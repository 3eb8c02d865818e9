mod cmd;
mod exit;
mod logging;
mod output;

use std::path::PathBuf;

use clap::Parser;

use crate::cmd::Command;
use crate::logging::{init_logging, LogFormat, LogLevel};
use crate::output::OutputFormat;

#[derive(Parser, Debug)]
#[command(name = "netsdr", version, about = "NetSDR receiver client")]
struct Cli {
    /// Output format.
    #[arg(long, value_name = "FORMAT", global = true)]
    format: Option<OutputFormat>,

    /// Log output format (stderr).
    #[arg(long, value_name = "FORMAT", default_value = "text", global = true)]
    log_format: LogFormat,

    /// Minimum log level (stderr). NETSDR_LOG overrides it when set.
    #[arg(long, value_name = "LEVEL", default_value = "info", global = true)]
    log_level: LogLevel,

    /// Session configuration file (JSON).
    #[arg(long, value_name = "FILE", global = true, env = "NETSDR_CONFIG")]
    config: Option<PathBuf>,

    #[command(subcommand)]
    command: Command,
}

fn main() {
    let cli = Cli::parse();
    init_logging(cli.log_format, cli.log_level);

    let format = cli.format.unwrap_or_else(OutputFormat::default_for_stdout);
    let result = cmd::run(cli.command, format, cli.config.as_deref());

    match result {
        Ok(code) => std::process::exit(code),
        Err(err) => {
            eprintln!("error: {err}");
            std::process::exit(err.code);
        }
    }
}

--------------------------------

After reading the entries, reproduce every one of them exactly.

* **Solved exercise**
repository 3eb8c02d865818e9
mod cmd;
mod exit;
mod logging;
mod output;

use std::path::PathBuf;

use clap::Parser;

use crate::cmd::Command;
use crate::logging::{init_logging, LogFormat, LogLevel};
use crate::output::OutputFormat;

#[derive(Parser, Debug)]
#[command(name = "netsdr", version, about = "NetSDR receiver client")]
struct Cli {
    /// Output format.
    #[arg(long, value_name = "FORMAT", global = true)]
    format: Option<OutputFormat>,

    /// Log output format (stderr).
    #[arg(long, value_name = "FORMAT", default_value = "text", global = true)]
    log_format: LogFormat,

    /// Minimum log level (stderr). NETSDR_LOG overrides it when set.
    #[arg(long, value_name = "LEVEL", default_value = "info", global = true)]
    log_level: LogLevel,

    /// Session configuration file (JSON).
    #[arg(long, value_name = "FILE", global = true, env = "NETSDR_CONFIG")]
    config: Option<PathBuf>,

    #[command(subcommand)]
    command: Command,
}

fn main() {
    let cli = Cli::parse();
    init_logging(cli.log_format, cli.log_level);

    let format = cli.format.unwrap_or_else(OutputFormat::default_for_stdout);
    let result = cmd::run(cli.command, format, cli.config.as_deref());

    match result {
        Ok(code) => std::process::exit(code),
        Err(err) => {
            eprintln!("error: {err}");
            std::process::exit(err.code);
        }
    }
}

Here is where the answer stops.